*** Opening of Data to examine ***

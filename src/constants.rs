/// Constants shared by the storage namespace allocator and storage service.
pub mod storage {
    /// Storage key of the folder holding imported, serialized documents.
    pub const INPUT_KEY: &str = "input";
    /// Storage key of the meta-collection output folder.
    pub const META_KEY: &str = "meta";
    /// Separator placed between an extractor identity and a preferred key.
    ///
    /// Part of the naming contract with the feature-computation phase.
    pub const NAMESPACE_SEPARATOR: &str = "-";
    /// File name of the run manifest written after a successful pass.
    pub const MANIFEST_FILENAME: &str = "manifest.json";
    /// Version tag for manifest compatibility checks.
    pub const MANIFEST_VERSION: u8 = 1;
}

/// Constants used by corpus readers and the document model.
pub mod corpus {
    /// Name of the view every single-view document carries.
    pub const DEFAULT_VIEW: &str = "_InitialView";
    /// File extension of serialized document files.
    pub const SERIALIZED_EXTENSION: &str = "bin";
    /// File extension that switches line readers to gzip decoding.
    pub const GZIP_EXTENSION: &str = "gz";
    /// Language assigned by line readers when none is configured.
    pub const DEFAULT_LANGUAGE: &str = "en";
    /// Prefix marker for bitcode-encoded documents.
    pub const DOCUMENT_PREFIX: u8 = b'D';
    /// Version tag for serialized documents.
    pub const DOCUMENT_VERSION: u8 = 1;
}

/// Constants used by collector implementations and artifact encoding.
pub mod collectors {
    /// Characters of surrounding text captured on each side of a unit or sequence.
    pub const CONTEXT_WINDOW_CHARS: usize = 30;
    /// Parameter receiving the unit-context artifact location.
    pub const PARAM_UNIT_CONTEXT: &str = "unit_context";
    /// Preferred key of the unit-context artifact.
    pub const UNIT_CONTEXT_KEY: &str = "unit_context.bin";
    /// Parameter receiving the sequence-context artifact location.
    pub const PARAM_SEQUENCE_CONTEXT: &str = "sequence_context";
    /// Preferred key of the sequence-context artifact.
    pub const SEQUENCE_CONTEXT_KEY: &str = "sequence_context.bin";
    /// Parameter receiving the n-gram frequency table location.
    pub const PARAM_NGRAM_FREQUENCIES: &str = "ngram_frequencies";
    /// Preferred key of the n-gram frequency table.
    pub const NGRAM_KEY: &str = "ngrams.bin";
    /// Parameter receiving the keyword n-gram table location.
    pub const PARAM_KEYWORD_NGRAMS: &str = "keyword_ngrams";
    /// Preferred key of the keyword n-gram table.
    pub const KEYWORD_NGRAM_KEY: &str = "keyword_ngrams.bin";
    /// Parameter receiving the document-frequency table location.
    pub const PARAM_IDF_TABLE: &str = "idf_table";
    /// Preferred key of the document-frequency table.
    pub const DOCUMENT_FREQUENCY_KEY: &str = "document_frequency.bin";
    /// Glue placed between tokens of one n-gram.
    pub const NGRAM_GLUE: &str = "_";
    /// Marker appended to keyword n-grams that end a sentence.
    pub const SENTENCE_BOUNDARY_MARK: &str = "SB";
    /// Token recorded for commas when keyword n-grams include them.
    pub const COMMA_TOKEN: &str = "CA";
    /// Extractor parameter listing keywords inline.
    pub const KEYWORDS: &str = "keywords";
    /// Experiment-file parameter naming a keyword file, one keyword per line.
    ///
    /// Read when the experiment file is loaded and merged into `KEYWORDS`.
    pub const KEYWORDS_FILE: &str = "keywords_file";

    /// Prefix marker for bitcode-encoded artifacts.
    pub const ARTIFACT_PREFIX: u8 = b'B';
    /// Version tag for frequency-table artifacts.
    pub const FREQUENCY_TABLE_VERSION: u8 = 1;
    /// Version tag for context-table artifacts.
    pub const CONTEXT_TABLE_VERSION: u8 = 1;
}

/// Names under which built-in extractors and collectors are resolved.
pub mod implementations {
    /// Word n-gram extractor.
    pub const NGRAM: &str = "ngram";
    /// Keyword n-gram extractor.
    pub const KEYWORD_NGRAM: &str = "keyword_ngram";
    /// TF-IDF extractor.
    pub const TFIDF: &str = "tfidf";
    /// Token count extractor (no pre-pass).
    pub const TOKEN_COUNT: &str = "token_count";
    /// Text length extractor (no pre-pass).
    pub const TEXT_LENGTH: &str = "text_length";

    /// Corpus n-gram vocabulary collector.
    pub const NGRAM_COLLECTOR: &str = "ngram_frequency";
    /// Keyword n-gram count collector.
    pub const KEYWORD_NGRAM_COLLECTOR: &str = "keyword_ngram_frequency";
    /// Document frequency collector.
    pub const DOCUMENT_FREQUENCY_COLLECTOR: &str = "document_frequency";
    /// Unit context collector added in unit mode.
    pub const UNIT_CONTEXT_COLLECTOR: &str = "unit_context";
    /// Sequence context collector added in sequence mode.
    pub const SEQUENCE_CONTEXT_COLLECTOR: &str = "sequence_context";
}

/// Defaults applied when extractor parameters are omitted.
pub mod defaults {
    /// Smallest n-gram length of the `ngram` extractor.
    pub const NGRAM_MIN_N: usize = 1;
    /// Largest n-gram length of the `ngram` extractor.
    pub const NGRAM_MAX_N: usize = 3;
    /// Largest n-gram length of the `keyword_ngram` extractor.
    pub const KEYWORD_MAX_N: usize = 3;
}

*** Close of Data to examine ***

- [Description of the task]: The required answer is the run of lines above, starting at the line with "pub const KEYWORD_NGRAM_KEY: &str" and ending at the line with "the document-frequency table.", reproduced exactly with both ends.

- [Exercise output]:
    pub const KEYWORD_NGRAM_KEY: &str = "keyword_ngrams.bin";
    /// Parameter receiving the document-frequency table location.
    pub const PARAM_IDF_TABLE: &str = "idf_table";
    /// Preferred key of the document-frequency table.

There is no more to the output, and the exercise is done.